Range of motion exercises are introduced slowly and deliberately to restore movement without aggravating symptoms, focusing on smooth and controlled movements rather than forceful stretching. Manual therapy, which includes techniques like mobilization or manipulation, can be performed by a trained therapist to reduce joint restriction and tension in the soft tissues of the upper cervical spine.
When neck symptoms are linked to balance or dizziness, vestibular rehabilitation exercises are integrated into the treatment plan. This therapy involves specific head and eye movements designed to retrain the brain’s connection with the inner ear and neck. The goal is improving overall stability, reducing cervicogenic dizziness, and re-establishing neuromuscular control.
Managing Pain with Medication and Adjunctive Therapies
Pharmacological management for post-concussion neck pain requires careful consideration due to the sensitivity of the recovering brain. Over-the-counter medications like acetaminophen can be used for mild to moderate pain, but non-steroidal anti-inflammatory drugs (NSAIDs) such as ibuprofen and naproxen are generally avoided immediately after the injury. This initial avoidance is due to the theoretical risk that blood-thinning effects could increase the chance of intracranial bleeding.
Long-term, the frequent use of any pain reliever, including acetaminophen and NSAIDs, is cautioned against as it can lead to medication-overuse or rebound headaches, complicating the recovery process. For persistent muscle tension or neuropathic pain, a physician may prescribe muscle relaxers or nerve-calming agents, such as tricyclic antidepressants, which can also help manage chronic post-traumatic headaches. However, there are no medications specifically approved to treat post-concussion syndrome itself, so prescriptions target specific symptoms.
Adjunctive therapies provide supplemental relief from neck pain and muscle stiffness alongside active rehabilitation. These passive modalities include therapeutic massage, which targets soft tissue tension and spasms. Applying moist heat or a warmed gel pack for 10 to 15 minutes can temporarily relax muscles and ease discomfort. Other treatments include acupuncture or transcutaneous electrical nerve stimulation (TENS) units, which use electrical currents to interrupt pain signals.
Long-Term Recovery and Posture Correction
Sustained recovery from cervicogenic pain involves integrating behavioral changes that minimize recurring strain on the neck. Poor posture is a common contributor to persistent pain, especially after an injury has made the neck structures more vulnerable. Consciously maintaining a neutral neck position throughout the day, where the ears are aligned over the shoulders, helps reduce constant muscle load.
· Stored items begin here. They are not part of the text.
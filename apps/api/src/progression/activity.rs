//! Activity and weight submissions: the path from an inbound event to XP, skills and streaks.
//!
//! Order inside one unit of work: resolve the user's day, roll every skill over,
//! read the target skill's counter, compute the award, write the log row, credit
//! the skills, advance the streak, commit.

use chrono::NaiveDate;
use serde::{Deserialize, Serialize};
use tracing::{debug, info};
use uuid::Uuid;

use crate::clock::{resolve_local_day, Clock, LocalDay};
use crate::config::EngineRules;
use crate::errors::AppError;
use crate::models::activity::{ActivityStreak, UserActivity, WeightEntry};
use crate::models::skill::Skill;
use crate::progression::leveling::{apply_xp, daily_xp_by_skill, load_skills_for_today};
use crate::progression::streaks::record_activity;
use crate::progression::xp::{
    compute_xp, weight_tracking_xp, workout_volume, ActivityKind, ActivityMetrics,
};
use crate::store::Store;

#[derive(Debug, Clone, Deserialize)]
pub struct ActivityRequest {
    pub activity_type: String,
    #[serde(flatten)]
    pub metrics: ActivityMetrics,
    #[serde(default)]
    pub notes: Option<String>,
    /// Defaults to the user's today.
    #[serde(default)]
    pub date: Option<NaiveDate>,
}

#[derive(Debug, Serialize)]
pub struct ActivityOutcome {
    pub activity: UserActivity,
    pub xp_awarded: i32,
    pub skills: Vec<Skill>,
    pub streak: ActivityStreak,
}

#[derive(Debug, Clone, Deserialize)]
pub struct WeightRequest {
    pub weight: f64,
    #[serde(default)]
    pub date: Option<NaiveDate>,
    #[serde(default)]
    pub weight_goal: Option<f64>,
}

#[derive(Debug, Serialize)]
pub struct WeightOutcome {
    pub entry: WeightEntry,
    pub xp_awarded: i32,
    pub skill: Option<Skill>,
    pub streak: ActivityStreak,
}

/// Resolves the date an activity is filed under.
///
/// Future dates are rejected. Yesterday is open to admins and, when enabled, to
/// everyone. Anything older is admin-only backfill.
pub fn resolve_activity_date(
    requested: Option<NaiveDate>,
    day: &LocalDay,
    rules: &EngineRules,
    logged_by_admin: bool,
) -> Result<NaiveDate, AppError> {
    let Some(date) = requested else {
        return Ok(day.today);
    };
    if date > day.today {
        return Err(AppError::Validation(format!(
            "Activity date {date} is in the future"
        )));
    }
    if date == day.today || logged_by_admin {
        return Ok(date);
    }
    if date == day.yesterday() && rules.allow_previous_day_logging {
        return Ok(date);
    }
    Err(AppError::Validation(format!(
        "Activity date {date} is outside the allowed logging window"
    )))
}

/// One session cannot outlast the day it is filed under.
const MAX_DURATION_MINUTES: i32 = 24 * 60;
const MAX_DISTANCE_KM: f64 = 1_000.0;
const MAX_SET_WEIGHT: f64 = 1_000.0;
const MAX_SET_REPS: i32 = 1_000;
const MAX_SETS: usize = 200;
const MAX_BODY_WEIGHT: f64 = 1_000.0;

fn validate_metrics(metrics: &ActivityMetrics) -> Result<(), AppError> {
    if !(0..=MAX_DURATION_MINUTES).contains(&metrics.duration) {
        return Err(AppError::Validation(format!(
            "duration must be between 0 and {MAX_DURATION_MINUTES} minutes"
        )));
    }
    if !metrics.distance.is_finite() || !(0.0..=MAX_DISTANCE_KM).contains(&metrics.distance) {
        return Err(AppError::Validation(format!(
            "distance must be between 0 and {MAX_DISTANCE_KM} km"
        )));
    }
    if metrics.sets.len() > MAX_SETS {
        return Err(AppError::Validation(format!(
            "a workout holds at most {MAX_SETS} sets"
        )));
    }
    if metrics.sets.iter().any(|s| {
        !(0..=MAX_SET_REPS).contains(&s.reps)
            || !s.weight.is_finite()
            || !(0.0..=MAX_SET_WEIGHT).contains(&s.weight)
    }) {
        return Err(AppError::Validation(format!(
            "workout sets need reps in 0..={MAX_SET_REPS} and weight in 0..={MAX_SET_WEIGHT}"
        )));
    }
    Ok(())
}

pub async fn log_activity(
    store: &dyn Store,
    clock: &dyn Clock,
    rules: &EngineRules,
    user_id: Uuid,
    request: ActivityRequest,
    logged_by_admin: bool,
) -> Result<ActivityOutcome, AppError> {
    if request.activity_type.trim().is_empty() {
        return Err(AppError::Validation(
            "activity_type cannot be empty".to_string(),
        ));
    }
    validate_metrics(&request.metrics)?;
    let mut uow = store.begin().await?;
    let day = resolve_local_day(uow.as_mut(), clock, user_id).await?;
    let date = resolve_activity_date(request.date, &day, rules, logged_by_admin)?;

    // Counters are read once, before any XP of this request lands.
    let skills = load_skills_for_today(uow.as_mut(), user_id, &day).await?;
    let daily = daily_xp_by_skill(&skills);

    let kind = ActivityKind::parse(&request.activity_type);
    let xp = match kind {
        Some(kind) => {
            let already = daily.get(&kind.primary_skill()).copied().unwrap_or(0);
            compute_xp(kind, &request.metrics, already)
        }
        None => {
            debug!(
                "No XP rule for activity type '{}'",
                request.activity_type
            );
            0
        }
    };

    let activity = UserActivity {
        id: Uuid::new_v4(),
        user_id,
        activity_type: request.activity_type.clone(),
        description: request.metrics.description.clone(),
        notes: request.notes.clone(),
        duration: request.metrics.duration,
        distance: request.metrics.distance,
        volume: workout_volume(&request.metrics.sets).round() as i32,
        xp_earned: xp,
        date,
        logged_by_admin,
        created_at: day.now,
    };
    uow.insert_activity(&activity).await?;

    let mut credited = Vec::new();
    if let Some(kind) = kind {
        let targets = std::iter::once(kind.primary_skill()).chain(kind.bonus_skills().iter().copied());
        for name in targets {
            if let Some(skill) = apply_xp(uow.as_mut(), user_id, name, xp, &day).await? {
                credited.push(skill);
            }
        }
    }

    let streak = record_activity(uow.as_mut(), user_id, &request.activity_type, date).await?;
    uow.commit().await?;

    info!(
        "User {user_id} logged {} on {date} for {xp} XP",
        request.activity_type
    );
    Ok(ActivityOutcome {
        activity,
        xp_awarded: xp,
        skills: credited,
        streak,
    })
}

pub async fn log_weight(
    store: &dyn Store,
    clock: &dyn Clock,
    rules: &EngineRules,
    user_id: Uuid,
    request: WeightRequest,
    logged_by_admin: bool,
) -> Result<WeightOutcome, AppError> {
    if !request.weight.is_finite() || request.weight <= 0.0 || request.weight > MAX_BODY_WEIGHT {
        return Err(AppError::Validation(format!(
            "weight must be positive and at most {MAX_BODY_WEIGHT}"
        )));
    }
    if request
        .weight_goal
        .is_some_and(|g| !g.is_finite() || g <= 0.0 || g > MAX_BODY_WEIGHT)
    {
        return Err(AppError::Validation(format!(
            "weight_goal must be positive and at most {MAX_BODY_WEIGHT}"
        )));
    }
    let mut uow = store.begin().await?;
    let day = resolve_local_day(uow.as_mut(), clock, user_id).await?;
    let date = resolve_activity_date(request.date, &day, rules, logged_by_admin)?;

    let mut history = uow.weight_entries(user_id).await?;
    let weight_goal = request.weight_goal.or_else(|| {
        history
            .iter()
            .filter(|e| e.date <= date)
            .max_by_key(|e| e.date)
            .and_then(|e| e.weight_goal)
    });
    let is_starting_weight = history.iter().all(|e| date < e.date);
    if is_starting_weight {
        for previous in history.iter_mut().filter(|e| e.is_starting_weight) {
            previous.is_starting_weight = false;
            uow.save_weight_entry(previous).await?;
        }
    }

    let entry = WeightEntry {
        id: Uuid::new_v4(),
        user_id,
        weight: request.weight,
        date,
        weight_goal,
        is_starting_weight,
        logged_by_admin,
        created_at: day.now,
    };
    uow.insert_weight_entry(&entry).await?;
    history.push(entry.clone());

    let starting_weight = history
        .iter()
        .min_by_key(|e| e.date)
        .map_or(entry.weight, |e| e.weight);
    let logs: Vec<(NaiveDate, f64)> = history.iter().map(|e| (e.date, e.weight)).collect();
    let xp = weight_tracking_xp(&logs, starting_weight, weight_goal, day.today);

    let kind = ActivityKind::WeightTracking;
    let skill = apply_xp(uow.as_mut(), user_id, kind.primary_skill(), xp, &day).await?;
    let streak = record_activity(uow.as_mut(), user_id, kind.as_str(), date).await?;
    uow.commit().await?;

    info!("User {user_id} logged weight {} on {date} for {xp} XP", entry.weight);
    Ok(WeightOutcome {
        entry,
        xp_awarded: xp,
        skill,
        streak,
    })
}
Ergonomic adjustments in the workspace are essential, such as positioning computer monitors at eye level to prevent the head from tilting forward (“tech neck”). When sitting, taking short breaks every 10 to 15 minutes to adjust position or perform gentle stretches prevents muscle fatigue and stiffness. Sleeping posture also impacts neck health. Side sleepers should use enough pillows to keep the head aligned with the spine, while back sleepers can use a small pillow under the neck’s nape.
A gradual return to sport or high-impact activities must be carefully managed to avoid re-injury or relapse of symptoms. This process should follow a medically supervised progression that ensures the neck has regained sufficient strength and stability to handle the forces involved. Recognizing early signs of symptom recurrence, such as increased headache frequency or stiffness, allows for timely adjustments to activities and continued maintenance of neck health.